GitHub has lots of snazzy features like the ability to create teams, make and track “issues”, handle annoying things called merge conflicts, and manage access to your repository, to name a few. You can also collaborate with or share the repository with a client after the fact.

The Basics

Follow good file naming conventions. Git is a software and it has to read your file names. Do not use spaces!
Git is initiated in a repo (or directory) and has the ability to watch everything that happens in that directory and any directory within it. However, it does not and probably should not track every single file. GitHub has space limitations and very large files (> 100 MB) can either go over those limits or make everything slow and usage very hard. Figuring out what to track and what not to can take some practice, but generally you only want to track files:
1. That are going to change
2. That your collaborators need and can’t reproduce easily (like R scripts, but tracking 100s of image files that a collaborator could produce by running a script might be less useful)
3. That are source data for scripts. This can sometimes be a problem if source files are very large, but there are other solutions, such as using a database, and external file storage that other users can access like Sharepoint, or using a cloud storage solution like AWS. Reach out to Bryan if you run into this.
Untracked files won’t change or be removed as you switch branches
There is a difference between “ignoring” a file and not tracking it. Git has a special file type called a .gitignore. Git will read this file and determine a set of files and/or directories to ignore, aka not track or tell you anything about. Usually a .gitignore file is created when you create a repository and you can specify what kind you want based on what language you’re using. R is an option and will give you a typical R based .gitignore file (see below).
1. The difference between not tracking and ignoring a file is that when you do not track a file, git will still recognize that it exists but it hasn’t been added to the repository tracking. See below for an example, you can see the untracked files in red text and right above that it say “Untracked files” and a message below that says untracked files are present, use “git add” to track them. This is what it looks like in Git Bash for untracked files that have not been added to .gitignore. Any files or file types that are included in the .gitignore file will not show up here at all.

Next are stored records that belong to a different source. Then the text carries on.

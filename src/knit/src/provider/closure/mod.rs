mod closure_implementation;
mod raw_wrapper;
mod wrapper;

use crate::container::injector::{BoxError, InjectorError, Resolve};

pub use raw_wrapper::RawClosureProvider;
pub use wrapper::ClosureProvider;

/// A specialized form of [`Fn`] that can be called by supplying arguments
/// resolved by name from a [`Resolve`].
///
/// Closures of `Fn(A1, A2, ...) -> Result<T, E> + 'static` where
/// `Ai: Managed` are [`Closure`]. Each argument is paired with a parameter
/// name, in order, and resolved by that name first and by its type second.
/// The names come as an array whose length must equal the closure's arity,
/// so a missing or extra name is a compile error.
///
/// Usually you don't need to use a [`Closure`] directly. The most recommended
/// way is to use `to_closure()` [`dsl`]s offered by this crate. Or wrap your
/// [`Closure`] in a [`ClosureProvider`] if you need low-level control.
///
/// [`Closure`] is only implemented by functions whose arity is at most 12.
///
/// [`dsl`]: crate::module::dsl
pub trait Closure<D>: 'static {
    /// The successfully constructed object.
    type Constructed: 'static;

    /// The error occurred in object construction after all dependencies are
    /// retrieved.
    type Error: Into<BoxError>;

    /// One parameter name per argument, `[&'static str; N]`.
    type Names: AsRef<[&'static str]> + Copy + 'static;

    /// Resolves every argument by its name and calls `self` with them.
    ///
    /// # Errors
    ///
    /// Returns an error if a dependency can't be resolved.
    ///
    /// Returns an inner error [`Closure::Error`] wrapped in the outer [`Ok`]
    /// if the object construction fails.
    fn run(
        &self,
        names: &Self::Names,
        resolver: &dyn Resolve,
    ) -> Result<Result<Self::Constructed, Self::Error>, InjectorError>;
}

/// A specialized form of [`Fn`] which directly accepts a [`Resolve`] and
/// constructs objects.
///
/// Usually you don't need to use a [`RawClosure`] directly. The most
/// recommended way is to use `to_raw_closure()` [`dsl`]s offered by this
/// crate. Or wrap your [`RawClosure`] in a [`RawClosureProvider`] if you need
/// low-level control.
///
/// [`dsl`]: crate::module::dsl
pub trait RawClosure
where
    Self: Fn(&dyn Resolve) -> Result<Result<Self::Constructed, Self::Error>, InjectorError>,
    Self: 'static,
{
    /// The successfully constructed object.
    type Constructed: 'static;

    /// The error occurred in object construction after all dependencies are
    /// retrieved.
    type Error: Into<BoxError>;
}

impl<F, T, E> RawClosure for F
where
    T: 'static,
    E: Into<BoxError>,
    Self: Fn(&dyn Resolve) -> Result<Result<T, E>, InjectorError>,
    Self: 'static,
{
    type Constructed = T;

    type Error = E;
}
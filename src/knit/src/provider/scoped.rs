use std::fmt::{Debug, Formatter, Result as FmtResult};

use crate::container::injector::{CallContext, InjectorError, Resolve};
use crate::key::TypeInfo;
use crate::provider::{Provided, Provider, TypedProvider};
use crate::scope::Scoped;

/// A [`Provider`] whose products are [`Scoped`] resources.
///
/// The wrapped provider builds the resource; the injector acquires it and
/// hands out [`Scoped::Target`], so that is the type this provider reports
/// as its output.
pub struct ScopedProvider<P>
where
    P: TypedProvider<Output: Scoped>,
{
    inner: P,
}

impl<P> ScopedProvider<P>
where
    P: TypedProvider<Output: Scoped>,
{
    pub fn new(inner: P) -> Self {
        Self { inner }
    }
}

impl<P> Debug for ScopedProvider<P>
where
    P: TypedProvider<Output: Scoped>,
{
    fn fmt(&self, f: &mut Formatter<'_>) -> FmtResult {
        f.debug_struct("ScopedProvider")
            .field("inner", &self.inner)
            .finish()
    }
}

impl<P> Provider for ScopedProvider<P>
where
    P: TypedProvider<Output: Scoped>,
{
    fn dyn_provide(
        &self,
        resolver: &dyn Resolve,
        context: &CallContext<'_>,
    ) -> Result<Provided, InjectorError> {
        self.inner
            .provide(resolver, context)
            .map(|resource| Provided::Resource(Box::new(resource)))
    }

    fn output(&self) -> TypeInfo {
        TypeInfo::of::<<P::Output as Scoped>::Target>()
    }

    fn dyn_parameters(&self) -> Vec<&'static str> {
        self.inner.parameters()
    }
}
use proc_macro::TokenStream;
use proc_macro2::{Span, TokenStream as TokenStream2};
use quote::quote;
use syn::ext::IdentExt;
use syn::punctuated::Punctuated;
use syn::spanned::Spanned;
use syn::token::Comma;
use syn::visit_mut::{self, VisitMut};
use syn::{
    AngleBracketedGenericArguments, Attribute, Error as SynError, FnArg, GenericArgument, Ident,
    ImplItem, ImplItemFn, ItemImpl, LitStr, Meta, Pat, PatIdent, PatType, PathArguments,
    Result as SynResult, ReturnType, Signature, Type, TypePath,
};

use crate::attrs::AttributeData;

#[derive(Debug)]
struct ConstructorData {
    self_type: TypePath,
    identifier: Ident,
    arguments: Vec<ArgumentData>,
    return_type: ReturnTypeData,
}

#[derive(Debug)]
struct ArgumentData {
    span: Span,
    name: LitStr,
    ty: Type,
    fallback: FallbackData,
}

#[derive(Debug)]
enum FallbackData {
    None,
    Default,
    Expr(TokenStream2),
}

#[derive(Debug)]
enum ReturnTypeData {
    Infallible,
    Result { error_type: TypePath },
}

struct AttributeRemovalVisitor;

impl AttributeRemovalVisitor {
    /// `#[inject]`, `#[named(..)]`, `#[default]` and `#[default(..)]`.
    fn is_helper_attribute(attr: &Attribute) -> bool {
        match &attr.meta {
            Meta::Path(path) => path.is_ident("inject") || path.is_ident("default"),
            Meta::List(list) => list.path.is_ident("named") || list.path.is_ident("default"),
            Meta::NameValue(_) => false,
        }
    }
}

impl VisitMut for AttributeRemovalVisitor {
    fn visit_attributes_mut(&mut self, attrs: &mut Vec<Attribute>) {
        attrs.retain(|attr| !Self::is_helper_attribute(attr));
        attrs
            .iter_mut()
            .for_each(|attr| visit_mut::visit_attribute_mut(self, attr));
    }
}

pub fn expand_implementation(
    item: TokenStream,
    attr_data: AttributeData,
) -> SynResult<TokenStream2> {
    let mut item_impl = syn::parse::<ItemImpl>(item).map_err(|err| {
        SynError::new(
            err.span(),
            "`#[component]` expects an inherent `impl` block",
        )
    })?;

    let Type::Path(self_type) = item_impl.self_ty.as_ref() else {
        return Err(SynError::new(
            item_impl.self_ty.span(),
            "`#[component]` expects a named self type",
        ));
    };
    let signature = find_constructor(&item_impl)?;
    let ctor_data = parse_constructor(self_type.clone(), signature.clone())?;
    let component_impl = expand_component_implementation(ctor_data, attr_data)?;

    AttributeRemovalVisitor.visit_item_impl_mut(&mut item_impl);

    Ok(quote! {
        #item_impl
        #component_impl
    })
}

fn find_constructor(item_impl: &ItemImpl) -> SynResult<&Signature> {
    let mut candidates = item_impl.items.iter().filter_map(|item| match item {
        ImplItem::Fn(item_fn) if has_inject_attribute(item_fn) => Some(&item_fn.sig),
        _ => None,
    });

    let Some(signature) = candidates.next() else {
        return Err(SynError::new(
            item_impl.span(),
            "expects one associated function annotated with `#[inject]`",
        ));
    };
    if let Some(extra) = candidates.next() {
        return Err(SynError::new(
            extra.span(),
            "only one associated function can be annotated with `#[inject]`",
        ));
    }
    if let Some(receiver) = signature.receiver() {
        return Err(SynError::new(
            receiver.span(),
            "`#[inject]` expects an associated function without `self`",
        ));
    }

    Ok(signature)
}

fn has_inject_attribute(item_fn: &ImplItemFn) -> bool {
    item_fn
        .attrs
        .iter()
        .any(|attr| matches!(&attr.meta, Meta::Path(path) if path.is_ident("inject")))
}

fn parse_constructor(self_type: TypePath, signature: Signature) -> SynResult<ConstructorData> {
    Ok(ConstructorData {
        arguments: parse_constructor_arguments(signature.inputs)?,
        return_type: parse_constructor_return_type(signature.output, &self_type)?,
        identifier: signature.ident,
        self_type,
    })
}

fn parse_constructor_arguments(inputs: Punctuated<FnArg, Comma>) -> SynResult<Vec<ArgumentData>> {
    inputs
        .into_iter()
        .filter_map(|arg| match arg {
            FnArg::Typed(arg) => Some(parse_argument(arg)),
            FnArg::Receiver(_) => None,
        })
        .collect()
}

fn parse_argument(arg: PatType) -> SynResult<ArgumentData> {
    let span = arg.span();
    let (named, fallback) = parse_argument_attributes(arg.attrs)?;

    let name = match (named, arg.pat.as_ref()) {
        (Some(name), _) => name,
        (None, Pat::Ident(PatIdent { ident, .. })) => {
            LitStr::new(&ident.unraw().to_string(), ident.span())
        }
        (None, pat) => {
            return Err(SynError::new(
                pat.span(),
                "expects an identifier pattern, or a name given by `#[named(...)]`",
            ))
        }
    };

    Ok(ArgumentData {
        span,
        name,
        ty: *arg.ty,
        fallback,
    })
}

fn parse_argument_attributes(attrs: Vec<Attribute>) -> SynResult<(Option<LitStr>, FallbackData)> {
    let mut named = None;
    let mut fallback = FallbackData::None;

    for attr in attrs {
        let is_named = attr.path().is_ident("named");
        let is_default = attr.path().is_ident("default");
        if !is_named && !is_default {
            continue;
        }

        let attr_span = attr.span();
        if is_named {
            if named.is_some() {
                return Err(SynError::new(attr_span, "only one `#[named(...)]` is allowed"));
            }
            let Meta::List(list) = attr.meta else {
                return Err(SynError::new(
                    attr_span,
                    "expects `#[named(...)]` to receive a string literal",
                ));
            };
            named = Some(syn::parse2::<LitStr>(list.tokens)?);
        } else {
            if !matches!(fallback, FallbackData::None) {
                return Err(SynError::new(attr_span, "only one `#[default]` is allowed"));
            }
            fallback = match attr.meta {
                Meta::Path(_) => FallbackData::Default,
                Meta::List(list) => FallbackData::Expr(list.tokens),
                Meta::NameValue(_) => {
                    return Err(SynError::new(
                        attr_span,
                        "expects `#[default]` or `#[default(expr)]`",
                    ))
                }
            };
        }
    }

    Ok((named, fallback))
}

const RETURN_TYPE_ERROR: &str = "a constructor's return type should be `Self` or `Result<Self, E>`";

fn parse_constructor_return_type(
    output: ReturnType,
    self_type: &TypePath,
) -> SynResult<ReturnTypeData> {
    let ReturnType::Type(_, return_type) = output else {
        return Err(SynError::new(output.span(), RETURN_TYPE_ERROR));
    };
    let Type::Path(return_type) = *return_type else {
        return Err(SynError::new(return_type.span(), RETURN_TYPE_ERROR));
    };

    if is_self_type(&return_type, self_type) {
        return Ok(ReturnTypeData::Infallible);
    }

    let idents: Vec<_> = return_type
        .path
        .segments
        .iter()
        .map(|segment| segment.ident.to_string())
        .collect();
    let is_result = matches!(
        idents.iter().map(String::as_str).collect::<Vec<_>>().as_slice(),
        ["Result"] | ["std", "result", "Result"] | ["core", "result", "Result"]
    );

    match return_type.path.segments.last() {
        Some(last) if is_result => parse_result_return_type(&last.arguments, self_type),
        _ => Err(SynError::new(return_type.span(), RETURN_TYPE_ERROR)),
    }
}

fn is_self_type(ty: &TypePath, self_type: &TypePath) -> bool {
    ty == self_type
        || (ty.path.segments.len() == 1
            && ty.path.segments.first().is_some_and(|s| s.ident == "Self"))
}

fn parse_result_return_type(
    type_args: &PathArguments,
    self_type: &TypePath,
) -> SynResult<ReturnTypeData> {
    let PathArguments::AngleBracketed(AngleBracketedGenericArguments { args, .. }) = type_args
    else {
        return Err(SynError::new(type_args.span(), RETURN_TYPE_ERROR));
    };

    let mut args = args.iter();
    match (args.next(), args.next(), args.next()) {
        (
            Some(GenericArgument::Type(Type::Path(ok_type))),
            Some(GenericArgument::Type(Type::Path(error_type))),
            None,
        ) if is_self_type(ok_type, self_type) => Ok(ReturnTypeData::Result {
            error_type: error_type.clone(),
        }),
        _ => Err(SynError::new(type_args.span(), RETURN_TYPE_ERROR)),
    }
}

fn expand_component_implementation(
    ctor_data: ConstructorData,
    attr_data: AttributeData,
) -> SynResult<TokenStream2> {
    let self_type = &ctor_data.self_type;
    let constructor = &ctor_data.identifier;

    let associated_type_constructed = if let AttributeData::Full { output_type, .. } = &attr_data {
        quote! { type Constructed = #output_type; }
    } else {
        quote! { type Constructed = #self_type; }
    };

    let associated_type_error =
        if let ReturnTypeData::Result { error_type } = &ctor_data.return_type {
            quote! { type Error = #error_type; }
        } else {
            quote! { type Error = ::std::convert::Infallible; }
        };

    let parameter_names = ctor_data
        .arguments
        .iter()
        .map(|arg| {
            let name = &arg.name;
            quote! { #name, }
        })
        .collect::<TokenStream2>();

    let get_dep_statements = ctor_data
        .arguments
        .iter()
        .enumerate()
        .map(|(i, arg)| {
            let dep = Ident::new(&format!("dep{i}"), arg.span);
            let name = &arg.name;
            let ty = &arg.ty;
            match &arg.fallback {
                FallbackData::None => quote! { let #dep: #ty = resolver.param(#name)?; },
                FallbackData::Default => quote! {
                    let #dep: #ty = resolver.param_or_else(#name, ::std::default::Default::default)?;
                },
                FallbackData::Expr(expr) => quote! {
                    let #dep: #ty = resolver.param_or_else(#name, || #expr)?;
                },
            }
        })
        .collect::<TokenStream2>();

    let dep_args = ctor_data
        .arguments
        .iter()
        .enumerate()
        .map(|(i, arg)| {
            let dep = Ident::new(&format!("dep{i}"), arg.span);
            quote! { #dep, }
        })
        .collect::<TokenStream2>();

    let wire_deps = if let ReturnTypeData::Infallible = &ctor_data.return_type {
        quote! { Ok(Ok(<#self_type>::#constructor(#dep_args))) }
    } else {
        quote! { Ok(<#self_type>::#constructor(#dep_args)) }
    };

    let post_process_body = if let AttributeData::Full { post_processor, .. } = &attr_data {
        quote! { #post_processor(self) }
    } else {
        quote! { self }
    };

    Ok(quote! {
        impl ::knit::provider::component::Component for #self_type {
            #associated_type_constructed
            #associated_type_error

            fn parameters() -> &'static [&'static str] {
                &[#parameter_names]
            }

            fn construct<R>(resolver: &R) -> ::std::result::Result<
                ::std::result::Result<Self, Self::Error>,
                ::knit::container::injector::InjectorError
            >
            where
                R: ::knit::container::injector::TypedResolve + ?Sized
            {
                #get_dep_statements
                #wire_deps
            }

            fn post_process(self) -> Self::Constructed {
                #post_process_body
            }
        }
    })
}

A default R based .gitignore file created by selecting this option when creating a repo on GitHub.

Basic Concepts

Repositories. As mentioned above, repositories are basically directories that are tracked by git. They live on GitHub but there is also a local version living on your machine.
Clone. Making a copy of a GitHub repository in such a way that the copy is still linked to the cloud version. This is different from making a truly distinct copy. It’s a local copy that you can make changes in and then push back to GitHub.
Branches. A branch is another version of a repository. This allows multiple people to work on the same file at once, on different branches.
- The main branch is created by default and is considered the source of truth that other branches are merged into. This default branch used to be called master and you may still see that in a lot of documentation or older repositories.
- ALL OF YOUR WORK SHOULD BE DONE ON A BRANCH THAT IS NOT MAIN!
  - Working off of the main branch is dangerous because when you push changes, you can overwrite main without appropriately merging.
- You can create your own branches and you can checkout and use branches that other people have created.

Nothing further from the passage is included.